Dia menjalin hubungan dekat dengan kelompok progresif di Partai Demokrat, yang beberapa anggotanya mendesak Biden untuk menerapkan syarat dalam pengiriman senjata AS ke Israel setelah tingginya jumlah korban sipil Palestina dalam konflik di Gaza.
Namun para analis memperkirakan tidak akan ada perubahan besar dalam kebijakan AS terhadap Israel, sekutu terdekat Washington di Timur Tengah.
Halie Soifer, penasihat keamanan nasional Harris pada 2017 hingga 2018, mengatakan bahwa dukungan Harris terhadap Israel sama kuatnya dengan dukungan Biden. "Tidak ada perbedaan signifikan di antara keduanya," ujarnya.
Ancaman Nuklir Iran
Harris juga diperkirakan akan bersikap tegas terhadap Iran, musuh utama Israel di kawasan, yang kemajuan program nuklirnya baru-baru ini menuai kecaman dari AS.
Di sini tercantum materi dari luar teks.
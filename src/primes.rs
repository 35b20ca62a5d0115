//! Prime implicant generation.
//!
//! Each level of the table is an ordered list of buckets, where bucket `i` holds
//! terms with `i` ones (counting only concrete positions of their origin). Every
//! term of bucket `i` is tried against every term of bucket `i + 1`; merged terms
//! form bucket `i` of the next level. Terms that never merge are prime.
//!
//! The levels are consumed by an explicit loop, so the table depth does not
//! translate into recursion depth. Each level has one bucket fewer than the
//! previous, and the loop stops when a single bucket remains.

use std::collections::HashSet;

use log::debug;

use crate::group::Groups;
use crate::term::Term;

/// Merges every pair of terms from adjacent buckets.
///
/// Returns the next level (one bucket fewer), deduplicated by structural equality.
/// Operands that merged at least once are left marked as used.
pub fn combine_level(groups: &mut Groups) -> Groups {
    let comparisons = groups.len().saturating_sub(1);
    let mut next: Groups = vec![Vec::new(); comparisons];

    for i in 0..comparisons {
        let (lower, upper) = groups.split_at_mut(i + 1);
        let group1 = &mut lower[i];
        let group2 = &mut upper[0];

        let mut seen = HashSet::new();
        for term1 in group1.iter_mut() {
            for term2 in group2.iter_mut() {
                if let Some(term3) = term1.combine(term2) {
                    if seen.insert(term3.clone()) {
                        next[i].push(term3);
                    }
                }
            }
        }
    }

    next
}

/// Computes every prime implicant reachable from the initial grouping.
///
/// The result is in discovery order: level by level, bucket by bucket,
/// and in bucket order within a bucket. It contains no duplicates.
pub fn prime_implicants(groups: Groups) -> Vec<Term> {
    let mut primes = Vec::new();
    let mut seen = HashSet::new();

    let mut groups = groups;
    let mut level = 0;
    loop {
        let next = if groups.len() > 1 {
            Some(combine_level(&mut groups))
        } else {
            None
        };

        let before = primes.len();
        for term in groups.into_iter().flatten() {
            if !term.is_used() && seen.insert(term.clone()) {
                primes.push(term);
            }
        }
        debug!(
            "prime_implicants: level {} contributed {} primes",
            level,
            primes.len() - before
        );

        match next {
            Some(next) => groups = next,
            None => break,
        }
        level += 1;
    }

    debug!("prime_implicants -> {} terms", primes.len());
    primes
}
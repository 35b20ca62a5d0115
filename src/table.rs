//! Truth tables with both minimized forms.
//!
//! A [`TruthTable`] describes a function by the indices where it is true, minimizes it
//! both as a sum of products and as a product of sums, and prints the table of the
//! shorter form:
//!
//! ```text
//! | A | B | (NOT A OR NOT B) |
//! +---+---+------------------+
//! | 0 | 0 |        1         |
//! | 0 | 1 |        1         |
//! | 1 | 0 |        1         |
//! | 1 | 1 |        0         |
//! ```

use std::collections::BTreeSet;
use std::fmt;

use crate::error::{QmError, Result};
use crate::qm::Qm;
use crate::types::{bit_of, Mode};

/// Largest number of variables for which the full table is materialized.
pub const MAX_TABLE_VARIABLES: usize = 16;

#[derive(Debug, Clone)]
pub struct TruthTable {
    minterm: Qm,
    maxterm: Qm,
}

impl TruthTable {
    /// Builds the table of the function that is true on `true_values`, false elsewhere,
    /// and unspecified on `dont_cares`.
    pub fn new<S: AsRef<str>>(
        variables: &[S],
        true_values: &[u32],
        dont_cares: &[u32],
    ) -> Result<Self> {
        let width = variables.len();
        if width > MAX_TABLE_VARIABLES {
            return Err(QmError::TooManyVariables {
                count: width,
                max: MAX_TABLE_VARIABLES,
            });
        }

        let minterm = Qm::new(variables, true_values, dont_cares, Mode::Minterm)?;

        // Reuse the cleaned lists: an index that is both true and a don't-care stays true.
        let dont_cares: Vec<u32> = minterm.dont_cares().iter().copied().collect();
        let specified: BTreeSet<u32> = true_values.iter().chain(&dont_cares).copied().collect();
        let false_values: Vec<u32> = (0..1u32 << width)
            .filter(|i| !specified.contains(i))
            .collect();
        let maxterm = Qm::new(variables, &false_values, &dont_cares, Mode::Maxterm)?;

        Ok(Self { minterm, maxterm })
    }

    /// The sum-of-products form.
    pub fn minterm(&self) -> &Qm {
        &self.minterm
    }

    /// The product-of-sums form.
    pub fn maxterm(&self) -> &Qm {
        &self.maxterm
    }

    /// The form with the shorter expression; ties go to the sum of products.
    pub fn simplest(&self) -> &Qm {
        if self.maxterm.function().len() < self.minterm.function().len() {
            &self.maxterm
        } else {
            &self.minterm
        }
    }

    pub fn variables(&self) -> &[String] {
        self.minterm.variables()
    }

    /// Every assignment with the value of [`TruthTable::simplest`] on it, in index order.
    pub fn rows(&self) -> impl Iterator<Item = (u32, bool)> + '_ {
        let qm = self.simplest();
        (0..1u32 << self.variables().len()).map(move |i| (i, qm.evaluate(i)))
    }
}

impl fmt::Display for TruthTable {
    fn fmt(&self, f: &mut fmt::Formatter<'_>) -> fmt::Result {
        let variables = self.variables();
        let function = self.simplest().function();
        let width = variables.len();

        write!(f, "|")?;
        for name in variables {
            write!(f, " {} |", name)?;
        }
        writeln!(f, " {} |", function)?;

        write!(f, "+")?;
        for name in variables {
            write!(f, "-{}-+", "-".repeat(name.len()))?;
        }
        write!(f, "-{}-+", "-".repeat(function.len()))?;

        for (index, value) in self.rows() {
            writeln!(f)?;
            write!(f, "|")?;
            for (pos, name) in variables.iter().enumerate() {
                let bit = u8::from(bit_of(index, width, pos));
                write!(f, " {:^w$} |", bit, w = name.len())?;
            }
            write!(f, " {:^w$} |", u8::from(value), w = function.len())?;
        }
        Ok(())
    }
}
Jonathan Panikoff, mantan wakil pejabat intelijen nasional AS untuk Timur Tengah, menyatakan bahwa meningkatnya ancaman terkait “persenjataan” dari program nuklir Iran bisa menjadi tantangan besar bagi pemerintahan Harris, terutama jika Teheran memilih untuk menguji kepemimpinan baru AS tersebut.
Setelah serangkaian upaya yang gagal, Biden tidak menunjukkan minat untuk melanjutkan negosiasi perjanjian nuklir internasional 2015 dengan Teheran, yang ditinggalkan Presiden Trump.
Sebagai presiden, Harris kemungkinan besar tidak akan membuat gebrakan besar kecuali ada tanda-tanda serius bahwa Iran siap memberikan konsesi.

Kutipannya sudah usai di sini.